One of the biggest challenges with log systems, like the ones used for Intrusion Detection Systems data, is the amount of disk space that they require. For example, storing a message like: "User1 login success", contains 19 characters, which yield 19 x 8 = 152 bytes. Hence, storing this kind of record hourly could yield Gigabytes of data, making log files hard to archive.
In contrast, a numeric encoding is proposed, such that information may be better compacted. For example, the previous example could be represented as UserId = 1, Event = 0, and Outcome = 1. Thus a record in file could be seen as = <1, 0, 1>, such that the record is represented as a bit stream of 0's and 1's.

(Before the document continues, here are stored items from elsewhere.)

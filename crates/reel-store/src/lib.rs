//! Keyed record store for projects and jobs.
//!
//! This crate provides:
//! - `ProjectStore` / `JobStore` traits with per-record conditional writes
//! - An in-memory implementation for single-node deployments and tests

pub mod error;
pub mod memory;
pub mod store;

pub use error::{StoreError, StoreResult};
pub use memory::MemoryStore;
pub use store::{JobMutation, JobStore, JobUpdate, ProjectStore};
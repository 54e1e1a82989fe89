//! Session-token checks for project-scoped routes.
//!
//! There are no user accounts; a project belongs to whichever browser
//! session created it. Every project-scoped request must carry the same
//! opaque token in `x-session-token`. A wrong token answers 404, not 403,
//! so tokens cannot be used to probe for project ids.

use axum::http::HeaderMap;

use reel_models::Project;

use crate::error::{ApiError, ApiResult};

pub const SESSION_HEADER: &str = "x-session-token";

/// Extract the session token or reject with 401.
pub fn require_session(headers: &HeaderMap) -> ApiResult<String> {
    headers
        .get(SESSION_HEADER)
        .and_then(|v| v.to_str().ok())
        .filter(|s| !s.is_empty())
        .map(str::to_string)
        .ok_or_else(|| ApiError::unauthorized("missing x-session-token header"))
}

/// Check that the session owns the project.
pub fn check_ownership(project: &Project, session_token: &str) -> ApiResult<()> {
    if project.session_token != session_token {
        return Err(ApiError::not_found(format!("project {}", project.id)));
    }
    Ok(())
}

#[cfg(test)]
mod tests {
    use super::*;
    use axum::http::HeaderValue;

    #[test]
    fn test_require_session() {
        let mut headers = HeaderMap::new();
        assert!(require_session(&headers).is_err());

        headers.insert(SESSION_HEADER, HeaderValue::from_static("sess-1"));
        assert_eq!(require_session(&headers).unwrap(), "sess-1");
    }

    #[test]
    fn test_wrong_session_reads_as_missing_project() {
        let project = Project::new("sess-1", "prompt");
        assert!(check_ownership(&project, "sess-1").is_ok());
        let err = check_ownership(&project, "sess-2").unwrap_err();
        assert!(matches!(err, ApiError::NotFound(_)));
    }
}
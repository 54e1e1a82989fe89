//! Engine handle and shared helpers.

use std::sync::Arc;

use metrics::counter;
use tracing::warn;

use reel_assets::AssetRelocator;
use reel_compose::Compositor;
use reel_models::{Job, JobKind, Project, ProjectId, ProjectStatus};
use reel_provider::GenerationProvider;
use reel_store::{JobStore, ProjectStore};

use crate::config::EngineConfig;
use crate::error::{EngineError, EngineResult};

/// The reconciliation engine.
///
/// Stateless between invocations: every operation re-reads current records,
/// so any number of concurrent callers (status polls, webhook deliveries)
/// can drive the same project. All cross-caller safety is delegated to the
/// store's per-record conditional writes.
pub struct ReconcileEngine {
    pub(crate) projects: Arc<dyn ProjectStore>,
    pub(crate) jobs: Arc<dyn JobStore>,
    pub(crate) provider: Arc<dyn GenerationProvider>,
    pub(crate) relocator: Arc<dyn AssetRelocator>,
    pub(crate) compositor: Arc<dyn Compositor>,
    pub(crate) config: EngineConfig,
}

impl ReconcileEngine {
    pub fn new(
        projects: Arc<dyn ProjectStore>,
        jobs: Arc<dyn JobStore>,
        provider: Arc<dyn GenerationProvider>,
        relocator: Arc<dyn AssetRelocator>,
        compositor: Arc<dyn Compositor>,
        config: EngineConfig,
    ) -> Self {
        Self {
            projects,
            jobs,
            provider,
            relocator,
            compositor,
            config,
        }
    }

    pub fn config(&self) -> &EngineConfig {
        &self.config
    }

    /// Fetch a project or fail with `ProjectNotFound`.
    pub(crate) async fn load_project(&self, id: &ProjectId) -> EngineResult<Project> {
        self.projects
            .get_project(id)
            .await?
            .ok_or_else(|| EngineError::ProjectNotFound(id.to_string()))
    }

    /// The project's video-gen jobs in creation order.
    pub(crate) async fn video_jobs(&self, project_id: &ProjectId) -> EngineResult<Vec<Job>> {
        Ok(self
            .jobs
            .list_jobs(project_id, Some(JobKind::VideoGen))
            .await?)
    }

    /// Book one image-gen job per approved scene image not yet accounted
    /// for. Image generation runs ahead of the reconciliation loop (scenes
    /// arrive with their images already attached), so these records exist
    /// for the compose-time cost rollup, at the flat per-image rate.
    /// Idempotent: an image URL is booked at most once.
    pub async fn record_scene_images(&self, project: &Project) -> EngineResult<usize> {
        let existing = self
            .jobs
            .list_jobs(&project.id, Some(JobKind::ImageGen))
            .await?;
        let mut booked = 0;
        for scene in &project.scenes {
            let image_url = match scene.image_url.as_deref() {
                Some(url) => url,
                None => continue,
            };
            if existing
                .iter()
                .any(|j| j.output_urls.iter().any(|u| u == image_url))
            {
                continue;
            }
            let mut job = Job::new_image_gen(project.id.clone());
            job.succeed(
                vec![image_url.to_string()],
                Some(self.config.image_gen_cost),
                None,
            );
            self.jobs.insert_job(&job).await?;
            booked += 1;
        }
        Ok(booked)
    }

    /// Move the project to `Error` with a reason, unless it is already
    /// terminal. Terminal statuses are one-way; a late failure signal must
    /// not flip a completed project.
    pub(crate) async fn mark_project_failed(
        &self,
        project: &mut Project,
        reason: &str,
    ) -> EngineResult<()> {
        if project.status.is_terminal() {
            return Ok(());
        }
        warn!(project_id = %project.id, reason, "marking project failed");
        counter!("reel_projects_failed_total").increment(1);
        project.status = ProjectStatus::Error;
        project.touch();
        self.projects.update_project(project).await?;
        Ok(())
    }

    /// The retry cap that applies to a job, by failure class: jobs that
    /// obtained a provider run reference use the (tighter) provider cap,
    /// jobs that never started use the submission cap.
    pub(crate) fn retry_cap_for(&self, job: &Job) -> u32 {
        if job.run_ref.is_some() {
            self.config.provider_failure_cap
        } else {
            self.config.start_failure_cap
        }
    }
}
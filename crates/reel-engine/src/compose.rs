//! Final composition: concat scene clips with the selected music track.

use chrono::Utc;
use metrics::counter;
use tracing::{error, info};

use reel_models::{music_track_by_id, Job, Project, ProjectId, ProjectStatus};

use crate::engine::ReconcileEngine;
use crate::error::{EngineError, EngineResult};
use crate::progress::rollup_totals;

/// Outcome of a compose request.
#[derive(Debug)]
pub enum ComposeFinalization {
    /// Composition ran; the project is complete.
    Composed(Project),
    /// The project already has its final video; nothing was done.
    AlreadyComposed(Project),
    /// Composition failed. Terminal for the project; video-gen retries do
    /// not apply here.
    Failed { project: Project, reason: String },
}

impl ReconcileEngine {
    /// Compose the final video and roll up project totals.
    ///
    /// Preconditions: every scene has a video and a music track is
    /// selected. Replays after success short-circuit on the recorded final
    /// URL.
    pub async fn finalize_compose(&self, project_id: &ProjectId) -> EngineResult<ComposeFinalization> {
        let mut project = self.load_project(project_id).await?;

        if project.final_video_url.is_some() {
            return Ok(ComposeFinalization::AlreadyComposed(project));
        }
        if project.status == ProjectStatus::Error {
            return Err(EngineError::precondition(format!(
                "project {} is failed and cannot compose",
                project.id
            )));
        }
        if !project.all_scenes_have_videos() {
            return Err(EngineError::precondition(
                "every scene needs a generated video before composing",
            ));
        }
        let track = project
            .music_track_id
            .as_deref()
            .and_then(music_track_by_id)
            .ok_or_else(|| EngineError::precondition("no music track selected"))?;

        let clip_urls: Vec<String> = project
            .scenes
            .iter()
            .filter_map(|s| s.video_url.clone())
            .collect();

        let mut job = Job::new_compose(project.id.clone());
        self.jobs.insert_job(&job).await?;
        let started = Utc::now();

        match self
            .compositor
            .compose(project.id.as_str(), &clip_urls, track.url)
            .await
        {
            Ok(final_url) => {
                let elapsed_ms = (Utc::now() - started).num_milliseconds();
                // Composition runs locally; it adds time but no provider cost.
                job.succeed(vec![final_url.clone()], Some(0.0), Some(elapsed_ms));
                self.jobs.update_job(&job).await?;
                counter!("reel_compose_total", "result" => "success").increment(1);

                let all_jobs = self.jobs.list_jobs(&project.id, None).await?;
                let (total_cost, total_ms) = rollup_totals(&all_jobs);
                project.final_video_url = Some(final_url);
                project.total_cost = Some(total_cost);
                project.total_generation_ms = Some(total_ms);
                project.status = ProjectStatus::Complete;
                project.touch();
                self.projects.update_project(&project).await?;
                info!(project_id = %project.id, total_cost, total_ms, "project composed");
                Ok(ComposeFinalization::Composed(project))
            }
            Err(err) => {
                error!(project_id = %project.id, error = %err, "composition failed");
                counter!("reel_compose_total", "result" => "failure").increment(1);
                job.fail(err.to_string());
                self.jobs.update_job(&job).await?;
                self.mark_project_failed(&mut project, "composition failed")
                    .await?;
                Ok(ComposeFinalization::Failed {
                    project,
                    reason: err.to_string(),
                })
            }
        }
    }
}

Given the following definition:
•User = {id | 0 <= id <= 500}
•Event = {login, access, logout, download, upload}
•Outcome = {Fail, Success}
Use the minimum number of bits to represent the data. Also give the proper procedure to read and write a record (hint: use and, or, and shift operations). Finally, use the approach to:
•Interpret (write the textual event) the record seen as (15B7)16 (hint: remember the previous example: "User1 login success")
•Convert the phrase "User157 login fail" to the proposed approach
•Compare (compute) also the size of 1 million records using the previous format (around 20 bytes per record) and the proposed format.